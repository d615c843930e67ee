use std::collections::HashSet;

use lambda_runtime::tracing;

use crate::model::{BoundingBox, PixelRect};

/// A unique detection: its pixel rect plus the box it came from.
#[derive(Debug, Clone, Copy, PartialEq)]
pub struct DetectedFace {
    pub rect: PixelRect,
    pub bounding_box: BoundingBox,
}

/// Converts detections to pixel rects and drops repeats of an already seen
/// rect, keeping first-seen order. Degenerate rects are kept.
pub fn dedup_faces(
    boxes: &[BoundingBox],
    image_width: u32,
    image_height: u32,
) -> Vec<DetectedFace> {
    let mut seen = HashSet::with_capacity(boxes.len());
    let mut faces = Vec::with_capacity(boxes.len());
    for bounding_box in boxes {
        let rect = bounding_box.to_pixel_rect(image_width, image_height);
        if !seen.insert(rect) {
            tracing::debug!(%rect, "Skipping duplicate face");
            continue;
        }
        faces.push(DetectedFace {
            rect,
            bounding_box: *bounding_box,
        });
    }
    faces
}
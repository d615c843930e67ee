use aws_sdk_s3::Client as S3Client;
use lambda_runtime::tracing;

use crate::error::{AttendanceError, AttendanceResult};
use crate::model::ImageRef;
use crate::services::ImageStore;

#[derive(Debug, Clone)]
pub struct S3ImageStore {
    client: S3Client,
}

impl S3ImageStore {
    pub fn new(client: S3Client) -> Self {
        Self { client }
    }
}

impl ImageStore for S3ImageStore {
    async fn get(&self, image: &ImageRef) -> AttendanceResult<Vec<u8>> {
        tracing::info!("Fetching {}", image);
        let object = self
            .client
            .get_object()
            .bucket(&image.bucket)
            .key(&image.key)
            .send()
            .await
            .map_err(|err| {
                if err
                    .as_service_error()
                    .is_some_and(|service| service.is_no_such_key())
                {
                    AttendanceError::ImageNotFound {
                        bucket: image.bucket.clone(),
                        key: image.key.clone(),
                    }
                } else {
                    AttendanceError::image_store(err)
                }
            })?;
        let body = object
            .body
            .collect()
            .await
            .map_err(AttendanceError::image_store)?;
        Ok(body.into_bytes().to_vec())
    }
}
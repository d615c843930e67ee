use aws_lambda_events::event::s3::{S3Event, S3EventRecord};
use lambda_runtime::{tracing, Error, LambdaEvent};
use percent_encoding::percent_decode_str;
use serde::Serialize;

use crate::error::{AttendanceError, AttendanceResult};
use crate::model::{ImageRef, NewStudent};
use crate::pipeline::Registrar;
use crate::services::{FaceIndex, RecordStore};

#[derive(Debug, Clone, PartialEq, Eq, Serialize)]
#[serde(rename_all = "camelCase")]
pub struct RegisteredStudent {
    pub face_id: String,
    pub first_name: String,
    pub last_name: String,
}

#[derive(Debug, Clone, PartialEq, Eq, Serialize)]
pub struct FailedUpload {
    pub key: String,
    pub error: String,
}

#[derive(Debug, Clone, Default, PartialEq, Eq, Serialize)]
pub struct RegistrationSummary {
    pub registered: Vec<RegisteredStudent>,
    pub failed: Vec<FailedUpload>,
}

/// Derives a student's name from an uploaded portrait key:
/// `John_Smith Jr.jpg` is John / Smith Jr.
pub fn student_from_key(key: &str) -> NewStudent {
    let stem = key.split('.').next().unwrap_or_default();
    let mut parts = stem.split('_');
    let first_name = parts.next().unwrap_or_default().to_string();
    let last_name = parts.collect::<Vec<_>>().join(" ");
    NewStudent {
        first_name,
        last_name,
        email: None,
    }
}

/// Decodes an S3 notification key, which is form-encoded: `+` is a space and
/// everything else is percent-escaped UTF-8.
fn decode_object_key(raw: &str) -> AttendanceResult<String> {
    let spaced = raw.replace('+', " ");
    percent_decode_str(&spaced)
        .decode_utf8()
        .map(|key| key.into_owned())
        .map_err(|_| AttendanceError::Validation(format!("Object key {raw} is not valid UTF-8")))
}

fn image_ref(record: &S3EventRecord) -> AttendanceResult<ImageRef> {
    let bucket = record
        .s3
        .bucket
        .name
        .clone()
        .ok_or_else(|| AttendanceError::Validation("No bucket name found in S3 event".into()))?;
    let raw_key = record
        .s3
        .object
        .key
        .as_deref()
        .ok_or_else(|| AttendanceError::Validation("No object key found in S3 event".into()))?;
    Ok(ImageRef::new(bucket, decode_object_key(raw_key)?))
}

async fn register_record<F: FaceIndex, R: RecordStore>(
    registrar: &Registrar<'_, F, R>,
    record: &S3EventRecord,
) -> AttendanceResult<RegisteredStudent> {
    let image = image_ref(record)?;
    let student = student_from_key(&image.key);
    tracing::info!(
        "Registering {} {} from {}",
        student.first_name,
        student.last_name,
        image
    );
    let stored = registrar.register(&image, student).await?;
    Ok(RegisteredStudent {
        face_id: stored.face_id,
        first_name: stored.first_name,
        last_name: stored.last_name,
    })
}

/// Registers every uploaded portrait in the event.
///
/// A failed record is logged and skipped. The invocation only fails when no
/// record was registered: S3 retries failed invocations, and a retry after a
/// partial success would index the successful portraits a second time.
pub async fn function_handler<F, R>(
    event: LambdaEvent<S3Event>,
    registrar: &Registrar<'_, F, R>,
) -> Result<RegistrationSummary, Error>
where
    F: FaceIndex,
    R: RecordStore,
{
    let payload = event.payload;
    if payload.records.is_empty() {
        tracing::warn!("No records found in S3 event");
        return Ok(RegistrationSummary::default());
    }

    let mut summary = RegistrationSummary::default();
    let mut first_error = None;
    for record in &payload.records {
        match register_record(registrar, record).await {
            Ok(student) => summary.registered.push(student),
            Err(err) => {
                let key = record.s3.object.key.clone().unwrap_or_default();
                tracing::error!("Error processing student image {}: {}", key, err.detailed());
                summary.failed.push(FailedUpload {
                    key,
                    error: err.to_string(),
                });
                first_error.get_or_insert(err);
            }
        }
    }

    if summary.registered.is_empty() {
        if let Some(err) = first_error {
            return Err(err.into());
        }
    }
    tracing::info!(
        "Registered {} students, {} uploads failed",
        summary.registered.len(),
        summary.failed.len()
    );
    Ok(summary)
}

- - - - - - -

▶ [Try it] Each line of the data must be retyped exactly as written.

▶ [Task result]
repository d615c843930e67ee
use std::collections::HashSet;

use lambda_runtime::tracing;

use crate::model::{BoundingBox, PixelRect};

/// A unique detection: its pixel rect plus the box it came from.
#[derive(Debug, Clone, Copy, PartialEq)]
pub struct DetectedFace {
    pub rect: PixelRect,
    pub bounding_box: BoundingBox,
}

/// Converts detections to pixel rects and drops repeats of an already seen
/// rect, keeping first-seen order. Degenerate rects are kept.
pub fn dedup_faces(
    boxes: &[BoundingBox],
    image_width: u32,
    image_height: u32,
) -> Vec<DetectedFace> {
    let mut seen = HashSet::with_capacity(boxes.len());
    let mut faces = Vec::with_capacity(boxes.len());
    for bounding_box in boxes {
        let rect = bounding_box.to_pixel_rect(image_width, image_height);
        if !seen.insert(rect) {
            tracing::debug!(%rect, "Skipping duplicate face");
            continue;
        }
        faces.push(DetectedFace {
            rect,
            bounding_box: *bounding_box,
        });
    }
    faces
}
repository d615c843930e67ee
use aws_sdk_s3::Client as S3Client;
use lambda_runtime::tracing;

use crate::error::{AttendanceError, AttendanceResult};
use crate::model::ImageRef;
use crate::services::ImageStore;

#[derive(Debug, Clone)]
pub struct S3ImageStore {
    client: S3Client,
}

impl S3ImageStore {
    pub fn new(client: S3Client) -> Self {
        Self { client }
    }
}

impl ImageStore for S3ImageStore {
    async fn get(&self, image: &ImageRef) -> AttendanceResult<Vec<u8>> {
        tracing::info!("Fetching {}", image);
        let object = self
            .client
            .get_object()
            .bucket(&image.bucket)
            .key(&image.key)
            .send()
            .await
            .map_err(|err| {
                if err
                    .as_service_error()
                    .is_some_and(|service| service.is_no_such_key())
                {
                    AttendanceError::ImageNotFound {
                        bucket: image.bucket.clone(),
                        key: image.key.clone(),
                    }
                } else {
                    AttendanceError::image_store(err)
                }
            })?;
        let body = object
            .body
            .collect()
            .await
            .map_err(AttendanceError::image_store)?;
        Ok(body.into_bytes().to_vec())
    }
}
repository d615c843930e67ee
use aws_lambda_events::event::s3::{S3Event, S3EventRecord};
use lambda_runtime::{tracing, Error, LambdaEvent};
use percent_encoding::percent_decode_str;
use serde::Serialize;

use crate::error::{AttendanceError, AttendanceResult};
use crate::model::{ImageRef, NewStudent};
use crate::pipeline::Registrar;
use crate::services::{FaceIndex, RecordStore};

#[derive(Debug, Clone, PartialEq, Eq, Serialize)]
#[serde(rename_all = "camelCase")]
pub struct RegisteredStudent {
    pub face_id: String,
    pub first_name: String,
    pub last_name: String,
}

#[derive(Debug, Clone, PartialEq, Eq, Serialize)]
pub struct FailedUpload {
    pub key: String,
    pub error: String,
}

#[derive(Debug, Clone, Default, PartialEq, Eq, Serialize)]
pub struct RegistrationSummary {
    pub registered: Vec<RegisteredStudent>,
    pub failed: Vec<FailedUpload>,
}

/// Derives a student's name from an uploaded portrait key:
/// `John_Smith Jr.jpg` is John / Smith Jr.
pub fn student_from_key(key: &str) -> NewStudent {
    let stem = key.split('.').next().unwrap_or_default();
    let mut parts = stem.split('_');
    let first_name = parts.next().unwrap_or_default().to_string();
    let last_name = parts.collect::<Vec<_>>().join(" ");
    NewStudent {
        first_name,
        last_name,
        email: None,
    }
}

/// Decodes an S3 notification key, which is form-encoded: `+` is a space and
/// everything else is percent-escaped UTF-8.
fn decode_object_key(raw: &str) -> AttendanceResult<String> {
    let spaced = raw.replace('+', " ");
    percent_decode_str(&spaced)
        .decode_utf8()
        .map(|key| key.into_owned())
        .map_err(|_| AttendanceError::Validation(format!("Object key {raw} is not valid UTF-8")))
}

fn image_ref(record: &S3EventRecord) -> AttendanceResult<ImageRef> {
    let bucket = record
        .s3
        .bucket
        .name
        .clone()
        .ok_or_else(|| AttendanceError::Validation("No bucket name found in S3 event".into()))?;
    let raw_key = record
        .s3
        .object
        .key
        .as_deref()
        .ok_or_else(|| AttendanceError::Validation("No object key found in S3 event".into()))?;
    Ok(ImageRef::new(bucket, decode_object_key(raw_key)?))
}

async fn register_record<F: FaceIndex, R: RecordStore>(
    registrar: &Registrar<'_, F, R>,
    record: &S3EventRecord,
) -> AttendanceResult<RegisteredStudent> {
    let image = image_ref(record)?;
    let student = student_from_key(&image.key);
    tracing::info!(
        "Registering {} {} from {}",
        student.first_name,
        student.last_name,
        image
    );
    let stored = registrar.register(&image, student).await?;
    Ok(RegisteredStudent {
        face_id: stored.face_id,
        first_name: stored.first_name,
        last_name: stored.last_name,
    })
}

/// Registers every uploaded portrait in the event.
///
/// A failed record is logged and skipped. The invocation only fails when no
/// record was registered: S3 retries failed invocations, and a retry after a
/// partial success would index the successful portraits a second time.
pub async fn function_handler<F, R>(
    event: LambdaEvent<S3Event>,
    registrar: &Registrar<'_, F, R>,
) -> Result<RegistrationSummary, Error>
where
    F: FaceIndex,
    R: RecordStore,
{
    let payload = event.payload;
    if payload.records.is_empty() {
        tracing::warn!("No records found in S3 event");
        return Ok(RegistrationSummary::default());
    }

    let mut summary = RegistrationSummary::default();
    let mut first_error = None;
    for record in &payload.records {
        match register_record(registrar, record).await {
            Ok(student) => summary.registered.push(student),
            Err(err) => {
                let key = record.s3.object.key.clone().unwrap_or_default();
                tracing::error!("Error processing student image {}: {}", key, err.detailed());
                summary.failed.push(FailedUpload {
                    key,
                    error: err.to_string(),
                });
                first_error.get_or_insert(err);
            }
        }
    }

    if summary.registered.is_empty() {
        if let Some(err) = first_error {
            return Err(err.into());
        }
    }
    tracing::info!(
        "Registered {} students, {} uploads failed",
        summary.registered.len(),
        summary.failed.len()
    );
    Ok(summary)
}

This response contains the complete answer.